The data START

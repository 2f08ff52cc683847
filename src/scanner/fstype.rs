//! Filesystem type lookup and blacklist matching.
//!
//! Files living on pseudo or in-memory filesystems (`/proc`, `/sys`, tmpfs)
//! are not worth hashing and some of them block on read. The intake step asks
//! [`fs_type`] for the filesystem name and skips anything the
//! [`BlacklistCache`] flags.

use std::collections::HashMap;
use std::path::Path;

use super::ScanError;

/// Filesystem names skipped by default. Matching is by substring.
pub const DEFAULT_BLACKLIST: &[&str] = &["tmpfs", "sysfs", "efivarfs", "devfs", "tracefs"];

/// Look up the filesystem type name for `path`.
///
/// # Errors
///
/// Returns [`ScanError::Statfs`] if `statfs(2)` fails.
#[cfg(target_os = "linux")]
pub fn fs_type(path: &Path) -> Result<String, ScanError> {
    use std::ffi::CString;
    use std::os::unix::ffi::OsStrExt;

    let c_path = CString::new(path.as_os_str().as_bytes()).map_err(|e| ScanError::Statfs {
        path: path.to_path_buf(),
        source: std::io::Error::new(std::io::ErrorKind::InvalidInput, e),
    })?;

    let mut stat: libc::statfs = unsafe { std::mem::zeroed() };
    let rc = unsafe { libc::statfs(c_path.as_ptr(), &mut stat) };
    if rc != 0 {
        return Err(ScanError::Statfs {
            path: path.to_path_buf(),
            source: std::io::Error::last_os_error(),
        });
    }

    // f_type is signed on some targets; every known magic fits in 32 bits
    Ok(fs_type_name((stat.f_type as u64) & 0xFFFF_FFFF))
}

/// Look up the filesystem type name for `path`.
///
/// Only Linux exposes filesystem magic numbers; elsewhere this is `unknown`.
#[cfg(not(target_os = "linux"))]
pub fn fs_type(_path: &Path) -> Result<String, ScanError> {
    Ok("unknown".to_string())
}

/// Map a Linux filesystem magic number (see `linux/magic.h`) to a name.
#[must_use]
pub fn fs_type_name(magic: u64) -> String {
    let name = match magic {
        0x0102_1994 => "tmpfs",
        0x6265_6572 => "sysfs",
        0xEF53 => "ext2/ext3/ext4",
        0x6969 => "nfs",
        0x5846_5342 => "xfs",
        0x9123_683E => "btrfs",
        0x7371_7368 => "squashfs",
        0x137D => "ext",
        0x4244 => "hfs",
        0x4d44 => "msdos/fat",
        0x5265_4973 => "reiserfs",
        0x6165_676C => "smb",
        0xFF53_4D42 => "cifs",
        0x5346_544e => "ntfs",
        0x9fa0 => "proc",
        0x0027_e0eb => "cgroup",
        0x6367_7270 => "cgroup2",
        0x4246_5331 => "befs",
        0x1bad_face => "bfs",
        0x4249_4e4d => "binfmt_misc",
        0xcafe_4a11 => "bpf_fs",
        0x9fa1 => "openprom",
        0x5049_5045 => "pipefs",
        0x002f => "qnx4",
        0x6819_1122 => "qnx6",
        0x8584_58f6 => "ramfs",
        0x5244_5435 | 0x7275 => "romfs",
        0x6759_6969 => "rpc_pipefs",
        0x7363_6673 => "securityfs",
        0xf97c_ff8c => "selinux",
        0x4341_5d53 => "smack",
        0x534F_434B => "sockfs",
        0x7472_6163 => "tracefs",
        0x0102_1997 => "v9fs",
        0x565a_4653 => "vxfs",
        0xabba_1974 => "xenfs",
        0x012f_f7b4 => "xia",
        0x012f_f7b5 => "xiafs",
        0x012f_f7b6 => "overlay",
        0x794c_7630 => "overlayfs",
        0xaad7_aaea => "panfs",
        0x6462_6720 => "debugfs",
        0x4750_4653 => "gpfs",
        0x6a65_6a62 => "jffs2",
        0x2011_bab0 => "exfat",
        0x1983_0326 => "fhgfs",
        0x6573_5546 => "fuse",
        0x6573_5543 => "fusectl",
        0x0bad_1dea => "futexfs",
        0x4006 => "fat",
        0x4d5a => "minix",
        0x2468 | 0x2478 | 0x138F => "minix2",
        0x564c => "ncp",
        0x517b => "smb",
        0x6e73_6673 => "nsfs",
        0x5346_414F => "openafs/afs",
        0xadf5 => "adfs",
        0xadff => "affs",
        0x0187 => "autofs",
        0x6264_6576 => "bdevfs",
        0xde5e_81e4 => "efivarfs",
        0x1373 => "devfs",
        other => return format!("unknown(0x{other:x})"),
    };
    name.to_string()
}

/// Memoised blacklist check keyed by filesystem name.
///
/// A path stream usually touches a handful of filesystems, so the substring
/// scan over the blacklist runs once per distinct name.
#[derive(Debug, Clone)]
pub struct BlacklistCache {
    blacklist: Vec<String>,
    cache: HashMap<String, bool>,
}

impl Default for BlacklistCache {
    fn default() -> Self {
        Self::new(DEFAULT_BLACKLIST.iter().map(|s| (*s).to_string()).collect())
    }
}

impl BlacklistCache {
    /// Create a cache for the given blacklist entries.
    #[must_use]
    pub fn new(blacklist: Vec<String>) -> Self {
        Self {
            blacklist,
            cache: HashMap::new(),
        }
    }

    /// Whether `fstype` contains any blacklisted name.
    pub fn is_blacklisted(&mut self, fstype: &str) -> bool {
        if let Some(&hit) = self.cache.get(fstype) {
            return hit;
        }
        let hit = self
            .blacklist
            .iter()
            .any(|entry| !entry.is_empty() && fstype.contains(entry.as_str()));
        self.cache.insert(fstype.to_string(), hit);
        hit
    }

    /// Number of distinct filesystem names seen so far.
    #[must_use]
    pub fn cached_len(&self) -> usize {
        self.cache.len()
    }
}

The data END

If a line in the data above includes the string "HashMap", copy it.

use std::collections::HashMap;
    cache: HashMap<String, bool>,
            cache: HashMap::new(),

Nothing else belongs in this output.